Work to be completed:
The records that follow must be repeated verbatim, every one of them.

Records supplied:
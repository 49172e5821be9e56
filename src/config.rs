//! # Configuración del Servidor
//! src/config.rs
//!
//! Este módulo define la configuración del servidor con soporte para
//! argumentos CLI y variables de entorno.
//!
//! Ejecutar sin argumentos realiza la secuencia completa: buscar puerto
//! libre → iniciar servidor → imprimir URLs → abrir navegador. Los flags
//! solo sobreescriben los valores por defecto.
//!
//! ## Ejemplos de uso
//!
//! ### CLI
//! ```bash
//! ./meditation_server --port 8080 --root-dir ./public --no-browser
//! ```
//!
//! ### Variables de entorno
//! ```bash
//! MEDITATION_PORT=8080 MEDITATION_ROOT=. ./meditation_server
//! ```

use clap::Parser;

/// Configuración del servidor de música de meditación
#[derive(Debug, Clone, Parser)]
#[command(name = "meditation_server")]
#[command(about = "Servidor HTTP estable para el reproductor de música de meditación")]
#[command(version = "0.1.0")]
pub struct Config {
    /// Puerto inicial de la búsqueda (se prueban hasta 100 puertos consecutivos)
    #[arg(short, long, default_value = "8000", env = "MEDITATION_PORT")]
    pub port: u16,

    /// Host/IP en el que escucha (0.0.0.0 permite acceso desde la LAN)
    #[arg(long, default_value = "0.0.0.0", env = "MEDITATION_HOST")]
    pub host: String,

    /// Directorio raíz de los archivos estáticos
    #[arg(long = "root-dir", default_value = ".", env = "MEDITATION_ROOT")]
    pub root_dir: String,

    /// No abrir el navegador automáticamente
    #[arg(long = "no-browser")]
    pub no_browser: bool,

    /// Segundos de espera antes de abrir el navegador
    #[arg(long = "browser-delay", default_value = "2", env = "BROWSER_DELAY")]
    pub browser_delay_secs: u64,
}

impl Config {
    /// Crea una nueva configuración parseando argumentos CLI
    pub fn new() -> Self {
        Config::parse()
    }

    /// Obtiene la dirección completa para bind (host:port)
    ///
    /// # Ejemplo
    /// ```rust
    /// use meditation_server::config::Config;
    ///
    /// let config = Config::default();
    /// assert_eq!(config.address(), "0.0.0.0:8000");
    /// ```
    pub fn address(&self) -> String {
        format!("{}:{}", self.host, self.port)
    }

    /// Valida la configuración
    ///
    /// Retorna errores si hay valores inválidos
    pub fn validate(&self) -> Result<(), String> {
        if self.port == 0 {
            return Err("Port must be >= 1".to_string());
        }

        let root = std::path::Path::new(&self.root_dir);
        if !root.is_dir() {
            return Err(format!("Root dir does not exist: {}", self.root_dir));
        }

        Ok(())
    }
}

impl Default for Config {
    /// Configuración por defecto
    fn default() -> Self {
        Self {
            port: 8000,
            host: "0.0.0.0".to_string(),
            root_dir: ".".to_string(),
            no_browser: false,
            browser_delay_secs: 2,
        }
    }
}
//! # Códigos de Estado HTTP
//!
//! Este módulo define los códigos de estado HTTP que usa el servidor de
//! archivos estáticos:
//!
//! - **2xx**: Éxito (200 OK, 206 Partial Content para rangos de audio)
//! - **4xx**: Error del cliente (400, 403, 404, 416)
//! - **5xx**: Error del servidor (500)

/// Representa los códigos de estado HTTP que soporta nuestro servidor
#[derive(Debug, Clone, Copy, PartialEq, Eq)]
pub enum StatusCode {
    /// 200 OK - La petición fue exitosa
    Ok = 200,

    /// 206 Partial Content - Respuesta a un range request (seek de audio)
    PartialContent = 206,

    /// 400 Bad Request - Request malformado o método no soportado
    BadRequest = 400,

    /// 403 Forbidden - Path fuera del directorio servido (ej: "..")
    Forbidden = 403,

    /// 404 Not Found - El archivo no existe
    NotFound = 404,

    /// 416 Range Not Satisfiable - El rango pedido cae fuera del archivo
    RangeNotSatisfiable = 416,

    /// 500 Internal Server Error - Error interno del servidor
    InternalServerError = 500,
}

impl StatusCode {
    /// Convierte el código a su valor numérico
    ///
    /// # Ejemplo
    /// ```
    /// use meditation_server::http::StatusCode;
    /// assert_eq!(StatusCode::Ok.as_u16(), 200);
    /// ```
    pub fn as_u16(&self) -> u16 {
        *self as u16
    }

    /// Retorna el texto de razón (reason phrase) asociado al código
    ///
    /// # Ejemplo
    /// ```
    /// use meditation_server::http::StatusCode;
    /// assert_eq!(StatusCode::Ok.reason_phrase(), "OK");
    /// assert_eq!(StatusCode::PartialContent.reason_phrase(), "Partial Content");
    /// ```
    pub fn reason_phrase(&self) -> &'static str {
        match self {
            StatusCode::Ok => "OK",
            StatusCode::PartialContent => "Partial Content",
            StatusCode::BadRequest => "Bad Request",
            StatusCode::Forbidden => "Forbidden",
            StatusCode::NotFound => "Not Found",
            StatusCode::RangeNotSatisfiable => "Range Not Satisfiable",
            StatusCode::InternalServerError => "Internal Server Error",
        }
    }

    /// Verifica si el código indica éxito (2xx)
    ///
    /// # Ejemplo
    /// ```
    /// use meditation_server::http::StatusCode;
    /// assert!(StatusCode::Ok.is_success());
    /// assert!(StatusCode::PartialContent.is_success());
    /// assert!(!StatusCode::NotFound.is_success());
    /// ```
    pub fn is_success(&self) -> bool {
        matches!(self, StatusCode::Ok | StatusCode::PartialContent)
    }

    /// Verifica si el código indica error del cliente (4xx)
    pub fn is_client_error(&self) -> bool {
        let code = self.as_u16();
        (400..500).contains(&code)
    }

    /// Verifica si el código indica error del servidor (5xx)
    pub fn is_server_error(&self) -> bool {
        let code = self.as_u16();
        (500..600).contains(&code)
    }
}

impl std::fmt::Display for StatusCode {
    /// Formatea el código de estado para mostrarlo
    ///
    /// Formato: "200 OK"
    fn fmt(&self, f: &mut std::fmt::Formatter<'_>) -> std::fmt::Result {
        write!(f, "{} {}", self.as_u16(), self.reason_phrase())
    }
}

Exercise solution:
repository 49172e5821be9e56
filename src/config.rs
//! # Configuración del Servidor
//! src/config.rs
//!
//! Este módulo define la configuración del servidor con soporte para
//! argumentos CLI y variables de entorno.
//!
//! Ejecutar sin argumentos realiza la secuencia completa: buscar puerto
//! libre → iniciar servidor → imprimir URLs → abrir navegador. Los flags
//! solo sobreescriben los valores por defecto.
//!
//! ## Ejemplos de uso
//!
//! ### CLI
//! ```bash
//! ./meditation_server --port 8080 --root-dir ./public --no-browser
//! ```
//!
//! ### Variables de entorno
//! ```bash
//! MEDITATION_PORT=8080 MEDITATION_ROOT=. ./meditation_server
//! ```

use clap::Parser;

/// Configuración del servidor de música de meditación
#[derive(Debug, Clone, Parser)]
#[command(name = "meditation_server")]
#[command(about = "Servidor HTTP estable para el reproductor de música de meditación")]
#[command(version = "0.1.0")]
pub struct Config {
    /// Puerto inicial de la búsqueda (se prueban hasta 100 puertos consecutivos)
    #[arg(short, long, default_value = "8000", env = "MEDITATION_PORT")]
    pub port: u16,

    /// Host/IP en el que escucha (0.0.0.0 permite acceso desde la LAN)
    #[arg(long, default_value = "0.0.0.0", env = "MEDITATION_HOST")]
    pub host: String,

    /// Directorio raíz de los archivos estáticos
    #[arg(long = "root-dir", default_value = ".", env = "MEDITATION_ROOT")]
    pub root_dir: String,

    /// No abrir el navegador automáticamente
    #[arg(long = "no-browser")]
    pub no_browser: bool,

    /// Segundos de espera antes de abrir el navegador
    #[arg(long = "browser-delay", default_value = "2", env = "BROWSER_DELAY")]
    pub browser_delay_secs: u64,
}

impl Config {
    /// Crea una nueva configuración parseando argumentos CLI
    pub fn new() -> Self {
        Config::parse()
    }

    /// Obtiene la dirección completa para bind (host:port)
    ///
    /// # Ejemplo
    /// ```rust
    /// use meditation_server::config::Config;
    ///
    /// let config = Config::default();
    /// assert_eq!(config.address(), "0.0.0.0:8000");
    /// ```
    pub fn address(&self) -> String {
        format!("{}:{}", self.host, self.port)
    }

    /// Valida la configuración
    ///
    /// Retorna errores si hay valores inválidos
    pub fn validate(&self) -> Result<(), String> {
        if self.port == 0 {
            return Err("Port must be >= 1".to_string());
        }

        let root = std::path::Path::new(&self.root_dir);
        if !root.is_dir() {
            return Err(format!("Root dir does not exist: {}", self.root_dir));
        }

        Ok(())
    }
}

impl Default for Config {
    /// Configuración por defecto
    fn default() -> Self {
        Self {
            port: 8000,
            host: "0.0.0.0".to_string(),
            root_dir: ".".to_string(),
            no_browser: false,
            browser_delay_secs: 2,
        }
    }
}
//! # Códigos de Estado HTTP
//!
//! Este módulo define los códigos de estado HTTP que usa el servidor de
//! archivos estáticos:
//!
//! - **2xx**: Éxito (200 OK, 206 Partial Content para rangos de audio)
//! - **4xx**: Error del cliente (400, 403, 404, 416)
//! - **5xx**: Error del servidor (500)

/// Representa los códigos de estado HTTP que soporta nuestro servidor
#[derive(Debug, Clone, Copy, PartialEq, Eq)]
pub enum StatusCode {
    /// 200 OK - La petición fue exitosa
    Ok = 200,

    /// 206 Partial Content - Respuesta a un range request (seek de audio)
    PartialContent = 206,

    /// 400 Bad Request - Request malformado o método no soportado
    BadRequest = 400,

    /// 403 Forbidden - Path fuera del directorio servido (ej: "..")
    Forbidden = 403,

    /// 404 Not Found - El archivo no existe
    NotFound = 404,

    /// 416 Range Not Satisfiable - El rango pedido cae fuera del archivo
    RangeNotSatisfiable = 416,

    /// 500 Internal Server Error - Error interno del servidor
    InternalServerError = 500,
}

impl StatusCode {
    /// Convierte el código a su valor numérico
    ///
    /// # Ejemplo
    /// ```
    /// use meditation_server::http::StatusCode;
    /// assert_eq!(StatusCode::Ok.as_u16(), 200);
    /// ```
    pub fn as_u16(&self) -> u16 {
        *self as u16
    }

    /// Retorna el texto de razón (reason phrase) asociado al código
    ///
    /// # Ejemplo
    /// ```
    /// use meditation_server::http::StatusCode;
    /// assert_eq!(StatusCode::Ok.reason_phrase(), "OK");
    /// assert_eq!(StatusCode::PartialContent.reason_phrase(), "Partial Content");
    /// ```
    pub fn reason_phrase(&self) -> &'static str {
        match self {
            StatusCode::Ok => "OK",
            StatusCode::PartialContent => "Partial Content",
            StatusCode::BadRequest => "Bad Request",
            StatusCode::Forbidden => "Forbidden",
            StatusCode::NotFound => "Not Found",
            StatusCode::RangeNotSatisfiable => "Range Not Satisfiable",
            StatusCode::InternalServerError => "Internal Server Error",
        }
    }

    /// Verifica si el código indica éxito (2xx)
    ///
    /// # Ejemplo
    /// ```
    /// use meditation_server::http::StatusCode;
    /// assert!(StatusCode::Ok.is_success());
    /// assert!(StatusCode::PartialContent.is_success());
    /// assert!(!StatusCode::NotFound.is_success());
    /// ```
    pub fn is_success(&self) -> bool {
        matches!(self, StatusCode::Ok | StatusCode::PartialContent)
    }

    /// Verifica si el código indica error del cliente (4xx)
    pub fn is_client_error(&self) -> bool {
        let code = self.as_u16();
        (400..500).contains(&code)
    }

    /// Verifica si el código indica error del servidor (5xx)
    pub fn is_server_error(&self) -> bool {
        let code = self.as_u16();
        (500..600).contains(&code)
    }
}

impl std::fmt::Display for StatusCode {
    /// Formatea el código de estado para mostrarlo
    ///
    /// Formato: "200 OK"
    fn fmt(&self, f: &mut std::fmt::Formatter<'_>) -> std::fmt::Result {
        write!(f, "{} {}", self.as_u16(), self.reason_phrase())
    }
}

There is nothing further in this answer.